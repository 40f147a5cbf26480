//! Per-root ledger of generated skills and their content hashes.

use std::{
    collections::HashSet,
    path::{Path, PathBuf},
};

use {
    chrono::{DateTime, Utc},
    jfp_common::fs::write_atomic,
    serde::{Deserialize, Serialize},
    tracing::{debug, warn},
};

use crate::{
    error::{Context, Result},
    hash::file_hash,
    paths::{is_safe_id, skill_file_path},
};

pub const MANIFEST_FILE: &str = "manifest.json";
pub const MANIFEST_SCHEMA_VERSION: u32 = 1;

#[derive(Debug, Clone, Copy, PartialEq, Eq, Serialize, Deserialize)]
#[serde(rename_all = "lowercase")]
pub enum EntryKind {
    Single,
    Bundle,
}

impl std::fmt::Display for EntryKind {
    fn fmt(&self, f: &mut std::fmt::Formatter<'_>) -> std::fmt::Result {
        match self {
            Self::Single => write!(f, "single"),
            Self::Bundle => write!(f, "bundle"),
        }
    }
}

#[derive(Debug, Clone, PartialEq, Eq, Serialize, Deserialize)]
#[serde(rename_all = "camelCase")]
pub struct ManifestEntry {
    pub id: String,
    pub kind: EntryKind,
    /// Catalog version of the entry when it was written.
    pub version: String,
    /// SHA-256 of the content written to disk.
    pub hash: String,
    pub updated_at: DateTime<Utc>,
}

#[derive(Debug, Clone, PartialEq, Eq, Serialize, Deserialize)]
#[serde(rename_all = "camelCase")]
pub struct Manifest {
    pub version: u32,
    /// Version of the tool that last wrote this manifest.
    pub tool_version: String,
    pub entries: Vec<ManifestEntry>,
}

impl Manifest {
    pub fn get(&self, id: &str) -> Option<&ManifestEntry> {
        self.entries.iter().find(|e| e.id == id)
    }

    pub fn contains(&self, id: &str) -> bool {
        self.get(id).is_some()
    }

    /// Replace the entry with the same id in place, or append.
    pub fn upsert(&mut self, entry: ManifestEntry) {
        match self.entries.iter_mut().find(|e| e.id == entry.id) {
            Some(existing) => *existing = entry,
            None => self.entries.push(entry),
        }
    }

    pub fn remove(&mut self, id: &str) -> Option<ManifestEntry> {
        let idx = self.entries.iter().position(|e| e.id == id)?;
        Some(self.entries.remove(idx))
    }

    fn validate(&self) -> std::result::Result<(), String> {
        if self.version != MANIFEST_SCHEMA_VERSION {
            return Err(format!("unsupported manifest version {}", self.version));
        }
        let mut seen = HashSet::new();
        for entry in &self.entries {
            if !is_safe_id(&entry.id) {
                return Err(format!("unsafe id '{}'", entry.id));
            }
            if !seen.insert(entry.id.as_str()) {
                return Err(format!("duplicate id '{}'", entry.id));
            }
            if entry.hash.len() != 64 || !entry.hash.bytes().all(|b| b.is_ascii_hexdigit()) {
                return Err(format!("malformed hash for '{}'", entry.id));
            }
        }
        Ok(())
    }
}

pub fn manifest_path(root: &Path) -> PathBuf {
    root.join(MANIFEST_FILE)
}

/// Read and validate `<root>/manifest.json`.
///
/// Missing, unparsable and schema-invalid manifests all read as `None`;
/// callers treat that as "nothing installed".
pub fn read_manifest(root: &Path) -> Option<Manifest> {
    let path = manifest_path(root);
    let raw = match std::fs::read_to_string(&path) {
        Ok(raw) => raw,
        Err(e) => {
            if e.kind() != std::io::ErrorKind::NotFound {
                warn!(path = %path.display(), error = %e, "cannot read manifest");
            }
            return None;
        },
    };
    let manifest: Manifest = match serde_json::from_str(&raw) {
        Ok(m) => m,
        Err(e) => {
            warn!(path = %path.display(), error = %e, "ignoring corrupt manifest");
            return None;
        },
    };
    if let Err(reason) = manifest.validate() {
        warn!(path = %path.display(), reason = %reason, "ignoring invalid manifest");
        return None;
    }
    Some(manifest)
}

pub fn create_empty_manifest(tool_version: &str) -> Manifest {
    Manifest {
        version: MANIFEST_SCHEMA_VERSION,
        tool_version: tool_version.to_string(),
        entries: Vec::new(),
    }
}

/// Copy of `manifest` with `entry` replacing any entry of the same id.
pub fn upsert_manifest_entry(manifest: &Manifest, entry: ManifestEntry) -> Manifest {
    let mut next = manifest.clone();
    next.upsert(entry);
    next
}

/// Copy of `manifest` without `id`.
pub fn remove_manifest_entry(manifest: &Manifest, id: &str) -> Manifest {
    let mut next = manifest.clone();
    next.remove(id);
    next
}

/// Persist via temp file + rename; creates `root` when missing.
pub fn write_manifest(root: &Path, manifest: &Manifest) -> Result<()> {
    let path = manifest_path(root);
    let mut data = serde_json::to_vec_pretty(manifest)?;
    data.push(b'\n');
    write_atomic(&path, &data).with_context(|| format!("cannot write {}", path.display()))?;
    debug!(path = %path.display(), entries = manifest.entries.len(), "manifest written");
    Ok(())
}

#[derive(Debug, Clone, Copy, PartialEq, Eq, Serialize)]
#[serde(rename_all = "camelCase")]
pub struct ModificationCheck {
    pub was_modified: bool,
    pub can_overwrite: bool,
}

/// Compare the on-disk artifact for `id` against the manifest hash.
///
/// | file | manifest entry | result |
/// |------|----------------|--------|
/// | absent | any | not modified, overwritable |
/// | present | absent | treated as foreign: modified, not overwritable |
/// | present | present | modified iff hashes differ |
pub fn check_skill_modification(
    root: &Path,
    id: &str,
    manifest: Option<&Manifest>,
) -> Result<ModificationCheck> {
    let path = skill_file_path(root, id)?;
    let Some(on_disk) = file_hash(&path)? else {
        return Ok(ModificationCheck {
            was_modified: false,
            can_overwrite: true,
        });
    };
    let check = match manifest.and_then(|m| m.get(id)) {
        Some(entry) => {
            let was_modified = entry.hash != on_disk;
            ModificationCheck {
                was_modified,
                can_overwrite: !was_modified,
            }
        },
        None => ModificationCheck {
            was_modified: true,
            can_overwrite: false,
        },
    };
    Ok(check)
}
--
EXERCISE BRIEF
How many lines in the listing above contain "same"? Give only the number.

EXERCISE RESPONSE
2